* Task instructions
Only the lines from the beginning of the data below through the line that contains "starts it again." should be repeated, exactly as written.
*** Opening Available data ***
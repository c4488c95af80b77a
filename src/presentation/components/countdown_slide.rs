use chrono::{DateTime, Utc};
use color_eyre::eyre::Result;
use ratatui::prelude::*;
use tokio::sync::mpsc::UnboundedSender;

use crate::{
    action::Action,
    core::{
        countdown::{Countdown, CountdownConfig, TickOutcome},
        display::{self, Figure},
        slide::Slide,
    },
    infrastructure::{
        config::Config,
        ticker::{StartError, Ticker},
        tui::Frame,
    },
    presentation::{
        components::Component,
        config::{SlideSlots, Styles},
        widgets::SlideWidget,
    },
};

pub type Clock = fn() -> DateTime<Utc>;

/// Countdown slide: owns the countdown, its timer and the slide content.
///
/// Every configuration change goes through [`CountdownSlide::configure`],
/// which stops the timer, recomputes the countdown and starts it again.
pub struct CountdownSlide {
    config: CountdownConfig,
    countdown: Countdown,
    ticker: Ticker,
    slots: SlideSlots,
    styles: Styles,
    action_tx: Option<UnboundedSender<Action>>,
    loaded: bool,
    clock: Clock,
}

impl CountdownSlide {
    pub fn new(config: CountdownConfig) -> Self {
        Self {
            config,
            countdown: Countdown::default(),
            ticker: Ticker::default(),
            slots: SlideSlots::default(),
            styles: Styles::default(),
            action_tx: None,
            loaded: false,
            clock: Utc::now,
        }
    }

    pub fn with_clock(mut self, clock: Clock) -> Self {
        self.clock = clock;
        self
    }

    pub fn with_ticker(mut self, ticker: Ticker) -> Self {
        self.ticker = ticker;
        self
    }

    pub fn config(&self) -> &CountdownConfig {
        &self.config
    }

    pub fn countdown(&self) -> &Countdown {
        &self.countdown
    }

    pub fn is_running(&self) -> bool {
        self.ticker.is_running()
    }

    pub fn is_loaded(&self) -> bool {
        self.loaded
    }

    pub fn visible_figures(&self) -> [Figure; 3] {
        display::visible_figures(&self.countdown)
    }

    /// Initialise from the current config, start counting and announce
    /// the slide as loaded the first time.
    pub fn mount(&mut self) -> Result<()> {
        self.reset()?;
        if !self.loaded {
            self.loaded = true;
            log::info!("countdown slide loaded");
            self.emit(Action::SlideDidLoad)?;
        }
        Ok(())
    }

    /// Replace the countdown inputs and start over from scratch.
    pub fn configure(&mut self, config: CountdownConfig) -> Result<()> {
        log::info!("countdown reconfigured: {config:?}");
        self.config = config;
        self.reset()
    }

    pub fn set_days(&mut self, days: i64) -> Result<()> {
        self.configure(CountdownConfig {
            days,
            ..self.config.clone()
        })
    }

    pub fn set_hours(&mut self, hours: i64) -> Result<()> {
        self.configure(CountdownConfig {
            hours,
            ..self.config.clone()
        })
    }

    pub fn set_minutes(&mut self, minutes: i64) -> Result<()> {
        self.configure(CountdownConfig {
            minutes,
            ..self.config.clone()
        })
    }

    pub fn set_seconds(&mut self, seconds: i64) -> Result<()> {
        self.configure(CountdownConfig {
            seconds,
            ..self.config.clone()
        })
    }

    pub fn set_until(&mut self, until: Option<String>) -> Result<()> {
        self.configure(CountdownConfig {
            until,
            ..self.config.clone()
        })
    }

    /// Stop, recompute the countdown from the config and start again.
    pub fn reset(&mut self) -> Result<()> {
        self.ticker.stop();
        self.countdown = Countdown::initialize(&self.config, (self.clock)());
        log::debug!(
            "countdown initialized to {} seconds",
            self.countdown.total_seconds()
        );
        self.start_timer()
    }

    /// Apply one timer firing. Firings from a cancelled timer are dropped.
    pub fn handle_tick(&mut self, generation: u64) -> Result<()> {
        if !self.ticker.accepts(generation) {
            log::trace!("dropping tick from stale timer {generation}");
            return Ok(());
        }

        match self.countdown.tick() {
            TickOutcome::Counted => {}
            TickOutcome::Finished | TickOutcome::Idle => {
                self.ticker.stop();
                log::info!("countdown finished");
                self.emit(Action::CountdownExpired)?;
                self.emit(Action::SystemMessage("Time is up".to_owned()))?;
            }
        }
        Ok(())
    }

    fn start_timer(&mut self) -> Result<()> {
        match self.ticker.start() {
            Ok(generation) => {
                log::info!(
                    "countdown started with {} seconds left (timer {generation})",
                    self.countdown.total_seconds()
                );
                self.emit(Action::SystemMessage("Counting down".to_owned()))
            }
            Err(e @ StartError::AlreadyRunning { .. }) => {
                log::warn!("start ignored: {e}");
                self.emit(Action::SystemMessage("Already running".to_owned()))
            }
            Err(e @ StartError::NoHandler) => Err(e.into()),
        }
    }

    fn emit(&self, action: Action) -> Result<()> {
        if let Some(tx) = &self.action_tx {
            tx.send(action)?;
        }
        Ok(())
    }
}

impl Slide for CountdownSlide {
    fn after_transition(&mut self) -> Result<()> {
        self.stop()
    }

    fn start(&mut self) -> Result<()> {
        if self.countdown.is_finished() {
            log::warn!("start ignored: countdown already at zero");
            return Ok(());
        }
        self.start_timer()
    }

    fn stop(&mut self) -> Result<()> {
        if self.ticker.stop() {
            self.emit(Action::SystemMessage("Stopped".to_owned()))?;
        }
        Ok(())
    }
}

impl Component for CountdownSlide {
    fn register_action_handler(&mut self, tx: UnboundedSender<Action>) -> Result<()> {
        self.ticker.register_action_handler(tx.clone());
        self.action_tx = Some(tx);
        Ok(())
    }

    fn register_config_handler(&mut self, config: Config) -> Result<()> {
        self.slots = config.slots;
        self.styles = config.styles;
        Ok(())
    }

    fn init(&mut self, _area: Rect) -> Result<()> {
        self.mount()
    }

    fn unmount(&mut self) -> Result<()> {
        self.stop()
    }

    fn update(&mut self, action: Action) -> Result<Option<Action>> {
        match action {
            Action::TimerTick(generation) => self.handle_tick(generation)?,
            Action::Start => Slide::start(self)?,
            Action::Stop => Slide::stop(self)?,
            Action::Restart => self.reset()?,
            Action::Configure(config) => self.configure(config)?,
            Action::NavigateAway => {
                if self.before_transition(false, false) {
                    self.after_transition()?;
                }
            }
            _ => {}
        }
        Ok(None)
    }

    fn draw(&mut self, f: &mut Frame<'_>, area: Rect) -> Result<()> {
        let [slide, _status] =
            Layout::vertical([Constraint::Min(0), Constraint::Length(1)]).areas(area);
        f.render_widget(
            SlideWidget::new(&self.countdown, &self.slots, &self.styles),
            slide,
        );
        Ok(())
    }
}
*** Closing Available data ***
* Answer
repository c4488c95af80b77a
filename src/presentation/components/countdown_slide.rs
use chrono::{DateTime, Utc};
use color_eyre::eyre::Result;
use ratatui::prelude::*;
use tokio::sync::mpsc::UnboundedSender;

use crate::{
    action::Action,
    core::{
        countdown::{Countdown, CountdownConfig, TickOutcome},
        display::{self, Figure},
        slide::Slide,
    },
    infrastructure::{
        config::Config,
        ticker::{StartError, Ticker},
        tui::Frame,
    },
    presentation::{
        components::Component,
        config::{SlideSlots, Styles},
        widgets::SlideWidget,
    },
};

pub type Clock = fn() -> DateTime<Utc>;

/// Countdown slide: owns the countdown, its timer and the slide content.
///
/// Every configuration change goes through [`CountdownSlide::configure`],
/// which stops the timer, recomputes the countdown and starts it again.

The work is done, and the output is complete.